> **Data in this exercise**:

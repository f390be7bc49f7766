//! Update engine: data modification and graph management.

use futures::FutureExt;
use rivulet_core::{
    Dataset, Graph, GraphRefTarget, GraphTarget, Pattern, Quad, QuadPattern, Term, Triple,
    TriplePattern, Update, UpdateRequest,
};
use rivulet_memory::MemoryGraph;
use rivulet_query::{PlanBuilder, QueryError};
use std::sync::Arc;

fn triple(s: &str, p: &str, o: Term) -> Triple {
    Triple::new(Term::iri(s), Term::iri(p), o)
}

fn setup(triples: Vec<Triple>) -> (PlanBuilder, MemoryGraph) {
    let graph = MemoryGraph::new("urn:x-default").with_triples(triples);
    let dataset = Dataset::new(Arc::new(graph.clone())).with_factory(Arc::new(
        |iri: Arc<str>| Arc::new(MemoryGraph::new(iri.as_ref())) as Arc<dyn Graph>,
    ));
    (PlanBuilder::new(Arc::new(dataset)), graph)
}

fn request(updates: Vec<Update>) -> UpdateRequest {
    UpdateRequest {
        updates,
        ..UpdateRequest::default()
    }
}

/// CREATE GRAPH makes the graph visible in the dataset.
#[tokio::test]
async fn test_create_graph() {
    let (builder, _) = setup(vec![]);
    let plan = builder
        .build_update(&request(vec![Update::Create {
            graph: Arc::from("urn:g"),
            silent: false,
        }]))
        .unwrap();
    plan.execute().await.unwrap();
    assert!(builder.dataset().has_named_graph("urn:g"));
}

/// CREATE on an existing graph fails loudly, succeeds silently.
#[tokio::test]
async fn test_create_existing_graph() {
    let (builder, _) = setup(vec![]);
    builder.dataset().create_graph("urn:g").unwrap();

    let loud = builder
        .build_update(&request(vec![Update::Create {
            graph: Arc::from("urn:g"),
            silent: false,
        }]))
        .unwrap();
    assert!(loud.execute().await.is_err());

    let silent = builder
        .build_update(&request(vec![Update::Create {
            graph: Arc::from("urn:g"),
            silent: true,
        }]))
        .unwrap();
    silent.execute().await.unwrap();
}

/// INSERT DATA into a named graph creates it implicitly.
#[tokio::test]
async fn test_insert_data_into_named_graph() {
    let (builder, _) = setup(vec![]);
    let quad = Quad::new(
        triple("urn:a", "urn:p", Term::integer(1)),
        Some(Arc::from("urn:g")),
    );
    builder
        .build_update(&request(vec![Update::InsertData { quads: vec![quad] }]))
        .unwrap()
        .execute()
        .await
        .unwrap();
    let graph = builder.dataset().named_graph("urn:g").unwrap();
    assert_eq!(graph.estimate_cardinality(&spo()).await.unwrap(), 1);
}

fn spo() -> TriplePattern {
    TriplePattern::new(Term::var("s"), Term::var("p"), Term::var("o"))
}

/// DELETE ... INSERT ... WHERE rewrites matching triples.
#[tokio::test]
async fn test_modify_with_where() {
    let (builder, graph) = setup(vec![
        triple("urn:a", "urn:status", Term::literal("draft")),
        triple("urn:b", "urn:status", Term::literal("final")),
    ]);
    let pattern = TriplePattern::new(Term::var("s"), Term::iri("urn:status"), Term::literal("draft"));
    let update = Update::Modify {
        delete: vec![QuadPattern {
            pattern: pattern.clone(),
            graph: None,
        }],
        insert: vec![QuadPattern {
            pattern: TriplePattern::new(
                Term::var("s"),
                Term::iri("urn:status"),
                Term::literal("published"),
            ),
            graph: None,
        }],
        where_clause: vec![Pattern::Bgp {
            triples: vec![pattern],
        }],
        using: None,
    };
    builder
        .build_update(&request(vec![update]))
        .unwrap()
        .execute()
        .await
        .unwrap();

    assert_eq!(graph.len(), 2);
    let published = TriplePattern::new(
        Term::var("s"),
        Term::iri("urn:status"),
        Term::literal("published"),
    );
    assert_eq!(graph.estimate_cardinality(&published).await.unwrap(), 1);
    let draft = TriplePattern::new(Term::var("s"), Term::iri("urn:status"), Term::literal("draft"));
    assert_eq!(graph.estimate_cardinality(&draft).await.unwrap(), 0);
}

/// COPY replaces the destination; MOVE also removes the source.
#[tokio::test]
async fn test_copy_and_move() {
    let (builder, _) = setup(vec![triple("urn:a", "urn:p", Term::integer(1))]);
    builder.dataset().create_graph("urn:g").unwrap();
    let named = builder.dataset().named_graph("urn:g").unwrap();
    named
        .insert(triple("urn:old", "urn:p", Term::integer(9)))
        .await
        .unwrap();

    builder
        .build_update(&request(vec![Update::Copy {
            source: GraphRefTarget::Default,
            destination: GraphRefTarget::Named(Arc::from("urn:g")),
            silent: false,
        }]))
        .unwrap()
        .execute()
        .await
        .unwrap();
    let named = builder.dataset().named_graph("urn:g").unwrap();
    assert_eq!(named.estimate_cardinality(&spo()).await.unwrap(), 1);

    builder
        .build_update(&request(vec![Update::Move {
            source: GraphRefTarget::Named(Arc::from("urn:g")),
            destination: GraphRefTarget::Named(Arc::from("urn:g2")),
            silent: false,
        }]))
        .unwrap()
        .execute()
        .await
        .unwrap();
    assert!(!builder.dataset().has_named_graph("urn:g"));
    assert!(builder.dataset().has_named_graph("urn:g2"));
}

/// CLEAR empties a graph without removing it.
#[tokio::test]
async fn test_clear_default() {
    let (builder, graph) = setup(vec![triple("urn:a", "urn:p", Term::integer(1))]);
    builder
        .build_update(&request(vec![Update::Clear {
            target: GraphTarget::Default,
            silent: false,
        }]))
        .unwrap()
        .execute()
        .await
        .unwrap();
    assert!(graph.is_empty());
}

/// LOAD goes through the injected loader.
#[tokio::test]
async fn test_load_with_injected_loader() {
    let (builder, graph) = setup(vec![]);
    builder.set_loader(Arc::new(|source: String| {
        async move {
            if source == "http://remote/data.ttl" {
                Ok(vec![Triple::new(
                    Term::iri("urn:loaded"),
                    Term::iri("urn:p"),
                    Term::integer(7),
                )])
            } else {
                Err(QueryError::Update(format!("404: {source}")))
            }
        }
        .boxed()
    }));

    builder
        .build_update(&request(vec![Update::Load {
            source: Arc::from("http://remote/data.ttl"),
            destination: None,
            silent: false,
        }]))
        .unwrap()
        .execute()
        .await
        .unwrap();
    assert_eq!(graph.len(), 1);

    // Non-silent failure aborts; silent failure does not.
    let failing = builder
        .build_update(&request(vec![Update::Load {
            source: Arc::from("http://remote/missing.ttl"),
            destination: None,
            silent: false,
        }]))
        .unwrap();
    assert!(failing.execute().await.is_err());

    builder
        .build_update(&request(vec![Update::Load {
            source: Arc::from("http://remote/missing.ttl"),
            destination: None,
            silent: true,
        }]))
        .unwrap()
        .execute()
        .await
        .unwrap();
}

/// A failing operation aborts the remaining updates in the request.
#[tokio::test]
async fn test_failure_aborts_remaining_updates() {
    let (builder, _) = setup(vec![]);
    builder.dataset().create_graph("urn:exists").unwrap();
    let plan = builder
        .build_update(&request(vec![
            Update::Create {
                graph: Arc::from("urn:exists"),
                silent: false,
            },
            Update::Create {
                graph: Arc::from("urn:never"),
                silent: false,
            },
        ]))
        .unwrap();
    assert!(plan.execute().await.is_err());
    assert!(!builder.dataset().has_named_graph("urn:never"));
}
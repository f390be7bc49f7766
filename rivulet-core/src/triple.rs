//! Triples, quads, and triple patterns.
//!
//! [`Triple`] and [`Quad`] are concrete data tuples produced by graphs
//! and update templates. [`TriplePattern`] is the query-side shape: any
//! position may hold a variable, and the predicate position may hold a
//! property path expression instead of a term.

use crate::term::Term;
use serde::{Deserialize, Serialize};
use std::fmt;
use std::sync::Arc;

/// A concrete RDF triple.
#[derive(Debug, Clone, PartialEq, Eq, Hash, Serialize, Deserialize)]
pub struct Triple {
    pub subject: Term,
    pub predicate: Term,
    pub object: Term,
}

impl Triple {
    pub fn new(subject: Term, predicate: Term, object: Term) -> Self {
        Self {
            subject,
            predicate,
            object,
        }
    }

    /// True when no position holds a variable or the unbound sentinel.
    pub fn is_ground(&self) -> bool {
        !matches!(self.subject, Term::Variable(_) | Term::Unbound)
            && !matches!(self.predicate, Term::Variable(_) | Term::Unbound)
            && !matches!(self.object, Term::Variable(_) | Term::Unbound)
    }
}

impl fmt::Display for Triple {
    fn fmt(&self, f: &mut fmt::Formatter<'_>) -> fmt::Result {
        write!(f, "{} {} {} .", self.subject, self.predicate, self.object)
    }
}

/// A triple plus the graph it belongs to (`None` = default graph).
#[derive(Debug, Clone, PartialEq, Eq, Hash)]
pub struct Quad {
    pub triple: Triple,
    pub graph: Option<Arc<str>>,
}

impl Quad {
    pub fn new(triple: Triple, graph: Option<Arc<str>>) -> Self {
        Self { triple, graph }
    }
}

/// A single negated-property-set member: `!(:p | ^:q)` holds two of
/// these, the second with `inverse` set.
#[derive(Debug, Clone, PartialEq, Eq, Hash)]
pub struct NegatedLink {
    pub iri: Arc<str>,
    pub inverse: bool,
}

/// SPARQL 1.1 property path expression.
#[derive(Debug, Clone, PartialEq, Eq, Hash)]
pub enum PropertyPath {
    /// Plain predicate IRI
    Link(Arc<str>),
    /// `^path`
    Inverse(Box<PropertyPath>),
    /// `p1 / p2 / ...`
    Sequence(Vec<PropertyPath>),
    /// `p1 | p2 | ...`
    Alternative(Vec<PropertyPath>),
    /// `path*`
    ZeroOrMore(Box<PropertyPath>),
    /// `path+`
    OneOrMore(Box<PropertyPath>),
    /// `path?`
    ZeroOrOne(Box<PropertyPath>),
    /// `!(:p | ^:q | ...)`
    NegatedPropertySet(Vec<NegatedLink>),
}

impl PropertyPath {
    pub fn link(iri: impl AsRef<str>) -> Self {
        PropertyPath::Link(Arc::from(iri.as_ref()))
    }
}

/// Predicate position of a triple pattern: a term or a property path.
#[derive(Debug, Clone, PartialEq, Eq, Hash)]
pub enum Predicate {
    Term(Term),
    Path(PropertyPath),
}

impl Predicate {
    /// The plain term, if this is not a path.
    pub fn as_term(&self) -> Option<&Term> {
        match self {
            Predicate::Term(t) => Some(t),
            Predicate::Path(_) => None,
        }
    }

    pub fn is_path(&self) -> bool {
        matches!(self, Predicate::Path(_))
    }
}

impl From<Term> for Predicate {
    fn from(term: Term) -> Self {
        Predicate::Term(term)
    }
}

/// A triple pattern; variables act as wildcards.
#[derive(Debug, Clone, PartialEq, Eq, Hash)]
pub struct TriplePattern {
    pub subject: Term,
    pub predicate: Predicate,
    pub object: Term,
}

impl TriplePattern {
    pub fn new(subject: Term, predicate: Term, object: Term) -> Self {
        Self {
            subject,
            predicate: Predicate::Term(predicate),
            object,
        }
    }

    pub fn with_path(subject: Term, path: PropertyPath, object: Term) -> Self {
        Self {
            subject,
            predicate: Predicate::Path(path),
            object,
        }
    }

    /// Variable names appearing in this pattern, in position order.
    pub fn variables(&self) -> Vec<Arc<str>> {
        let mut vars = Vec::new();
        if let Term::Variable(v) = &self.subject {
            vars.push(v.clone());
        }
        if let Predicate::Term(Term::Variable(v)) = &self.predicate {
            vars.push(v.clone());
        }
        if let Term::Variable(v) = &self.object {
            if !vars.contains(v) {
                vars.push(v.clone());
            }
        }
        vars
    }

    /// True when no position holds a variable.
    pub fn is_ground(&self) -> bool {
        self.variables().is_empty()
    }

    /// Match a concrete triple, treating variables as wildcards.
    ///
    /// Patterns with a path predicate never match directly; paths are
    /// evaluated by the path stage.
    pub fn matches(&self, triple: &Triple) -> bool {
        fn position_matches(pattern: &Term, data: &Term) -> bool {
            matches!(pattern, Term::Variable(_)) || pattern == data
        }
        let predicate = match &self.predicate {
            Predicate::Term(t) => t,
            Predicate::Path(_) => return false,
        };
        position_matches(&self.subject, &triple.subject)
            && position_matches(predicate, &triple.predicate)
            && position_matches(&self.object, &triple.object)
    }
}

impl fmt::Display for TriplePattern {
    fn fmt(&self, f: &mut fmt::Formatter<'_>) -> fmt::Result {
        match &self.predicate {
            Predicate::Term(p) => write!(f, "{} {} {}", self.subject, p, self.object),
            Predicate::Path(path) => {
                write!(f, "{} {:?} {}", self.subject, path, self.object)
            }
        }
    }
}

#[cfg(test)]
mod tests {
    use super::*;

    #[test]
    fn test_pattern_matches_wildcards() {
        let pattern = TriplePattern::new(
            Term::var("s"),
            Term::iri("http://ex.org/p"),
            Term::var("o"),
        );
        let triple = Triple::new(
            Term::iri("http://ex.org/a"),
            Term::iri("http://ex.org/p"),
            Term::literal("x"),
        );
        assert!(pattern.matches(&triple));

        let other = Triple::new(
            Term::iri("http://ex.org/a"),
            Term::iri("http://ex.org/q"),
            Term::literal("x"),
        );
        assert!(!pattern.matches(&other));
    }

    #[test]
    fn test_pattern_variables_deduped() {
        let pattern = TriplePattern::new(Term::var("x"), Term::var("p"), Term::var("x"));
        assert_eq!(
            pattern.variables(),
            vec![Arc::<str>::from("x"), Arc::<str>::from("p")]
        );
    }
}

> **Problem details**:
Go through the listing above and list every line that has the word "bool".

> **Response to this task**:
    pub fn is_ground(&self) -> bool {
    pub inverse: bool,
    pub fn is_path(&self) -> bool {
    pub fn is_ground(&self) -> bool {
    pub fn matches(&self, triple: &Triple) -> bool {
        fn position_matches(pattern: &Term, data: &Term) -> bool {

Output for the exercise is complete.